# Zenith PVY4665DT - worth messing with?



## SLR_65 (Mar 14, 2010)

Hi Leonard (& all),

No brand specific Zenith area so I'm posting here, I hope it's the right spot.

We've ran across a 1996 Zenith PVY4665DT that the owner says has an image that appears to be being pulled toward the center of the screen and the colors look as if you should be watching it with 3D glasses.

I'm guessing a convergence issue and this unit uses the stk chips?

Is it worth hauling home to try and fix or were these units inherently problematic and not worth the effort?

Any guidance would be appreciated!

Thanks!

Steve


----------



## lcaillo (May 2, 2006)

The unit is old enough that the tubes are likely quite weak. I would not bother unless the tube phosphors are in very good condition. As for the convergence circuit, I don't recall if it used STKs or discrete outputs. Chances are the former, but it would take some research to find out.


----------



## SLR_65 (Mar 14, 2010)

Ok then, we'll pass on it - thanks so much Leonard, it's much appreciated!

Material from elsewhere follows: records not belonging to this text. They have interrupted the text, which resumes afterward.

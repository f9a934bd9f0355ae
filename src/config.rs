//! Service configuration.
//!
//! Resolution order (highest priority first):
//! 1. Environment variables (`HEALTH_ASSISTANT_*`)
//! 2. TOML file (`health_assistant.toml`, or `HEALTH_ASSISTANT_CONFIG`)
//! 3. Compiled defaults

use std::path::{Path, PathBuf};

use log::debug;
use serde::{Deserialize, Serialize};

use crate::error::ConfigError;

pub const CONFIG_PATH_VAR: &str = "HEALTH_ASSISTANT_CONFIG";
pub const DEFAULT_CONFIG_FILE: &str = "health_assistant.toml";

#[derive(Debug, Clone, PartialEq, Serialize, Deserialize)]
#[serde(default)]
pub struct AppConfig {
    pub host: String,
    pub port: u16,
    /// Directory holding the three ONNX model files.
    pub model_dir: PathBuf,
    /// Records shown under "Recent Activity" on the home page.
    pub recent_limit: usize,
    pub workers: usize,
}

impl Default for AppConfig {
    fn default() -> Self {
        Self {
            host: "127.0.0.1".to_string(),
            port: 8080,
            model_dir: PathBuf::from("saved models"),
            recent_limit: 5,
            workers: 1,
        }
    }
}

impl AppConfig {
    pub fn load() -> Result<Self, ConfigError> {
        let path = std::env::var(CONFIG_PATH_VAR)
            .map(PathBuf::from)
            .unwrap_or_else(|_| PathBuf::from(DEFAULT_CONFIG_FILE));

        let mut config = if path.exists() {
            Self::from_file(&path)?
        } else {
            debug!("No config file at {}, using defaults", path.display());
            Self::default()
        };
        config.apply_env(|key| std::env::var(key).ok())?;
        Ok(config)
    }

    pub fn from_file(path: &Path) -> Result<Self, ConfigError> {
        let content = std::fs::read_to_string(path).map_err(|e| ConfigError::Read {
            path: path.display().to_string(),
            message: e.to_string(),
        })?;
        toml::from_str(&content).map_err(|e| ConfigError::Parse {
            path: path.display().to_string(),
            message: e.to_string(),
        })
    }

    /// Overrides fields from `HEALTH_ASSISTANT_HOST`, `_PORT` and `_MODEL_DIR`.
    pub fn apply_env<F>(&mut self, lookup: F) -> Result<(), ConfigError>
    where
        F: Fn(&str) -> Option<String>,
    {
        if let Some(host) = lookup("HEALTH_ASSISTANT_HOST") {
            self.host = host;
        }
        if let Some(port) = lookup("HEALTH_ASSISTANT_PORT") {
            self.port = port.parse().map_err(|_| ConfigError::InvalidEnv {
                key: "HEALTH_ASSISTANT_PORT".to_string(),
                value: port.clone(),
            })?;
        }
        if let Some(dir) = lookup("HEALTH_ASSISTANT_MODEL_DIR") {
            self.model_dir = PathBuf::from(dir);
        }
        Ok(())
    }

    pub fn bind_address(&self) -> (String, u16) {
        (self.host.clone(), self.port)
    }
}

#[cfg(test)]
mod tests {
    use super::*;
    use std::collections::HashMap;

    #[test]
    fn partial_file_keeps_defaults() {
        let dir = tempfile::tempdir().unwrap();
        let path = dir.path().join(DEFAULT_CONFIG_FILE);
        std::fs::write(&path, "port = 9000\nmodel_dir = \"models\"\n").unwrap();

        let config = AppConfig::from_file(&path).unwrap();
        assert_eq!(config.port, 9000);
        assert_eq!(config.model_dir, PathBuf::from("models"));
        assert_eq!(config.host, "127.0.0.1");
        assert_eq!(config.recent_limit, 5);
    }

    #[test]
    fn invalid_toml_is_a_parse_error() {
        let dir = tempfile::tempdir().unwrap();
        let path = dir.path().join(DEFAULT_CONFIG_FILE);
        std::fs::write(&path, "port = \"not a number\"").unwrap();

        assert!(matches!(
            AppConfig::from_file(&path),
            Err(ConfigError::Parse { .. })
        ));
    }

    #[test]
    fn environment_overrides_file_values() {
        let env = HashMap::from([
            ("HEALTH_ASSISTANT_PORT", "8181"),
            ("HEALTH_ASSISTANT_MODEL_DIR", "/srv/models"),
        ]);
        let mut config = AppConfig::default();
        config
            .apply_env(|key| env.get(key).map(|v| v.to_string()))
            .unwrap();

        assert_eq!(config.port, 8181);
        assert_eq!(config.model_dir, PathBuf::from("/srv/models"));
    }

    #[test]
    fn bad_port_in_environment_is_rejected() {
        let mut config = AppConfig::default();
        let result = config.apply_env(|key| (key == "HEALTH_ASSISTANT_PORT").then(|| "http".to_string()));
        assert!(matches!(result, Err(ConfigError::InvalidEnv { .. })));
    }
}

Are there any particular brands or models that may be worth keeping an eye out for? (my poor college student son would like a big screen but can't afford a new one. I'm good enough with a soldering iron that if we can recover an older malfunctioning one I wouldn't mind trying).

Thanks!

Steve


----------



## lcaillo (May 2, 2006)

At the age that most CRT based sets are now, I would be concerned with the condition of CRTs on any of them. I'd look at each based on its condition as well as general quality expected from that model.


----------



## SLR_65 (Mar 14, 2010)

I see, well what we're looking at are freebies so I may look at recovering one and if it goes out soon afterwards then oh well. I guess we have the advantage - most paid big dollars for their sets (even though that was a decade or more ago for many) and they are used to the big picture so they are a bit more invested in their set and probably more keen to keep it running. We're looking at starting at zero investment and spending a few bucks. If we fix one then we're ahead, if not we're not out much. Not having any real attachment kinda helps one's perspective! 8->


----------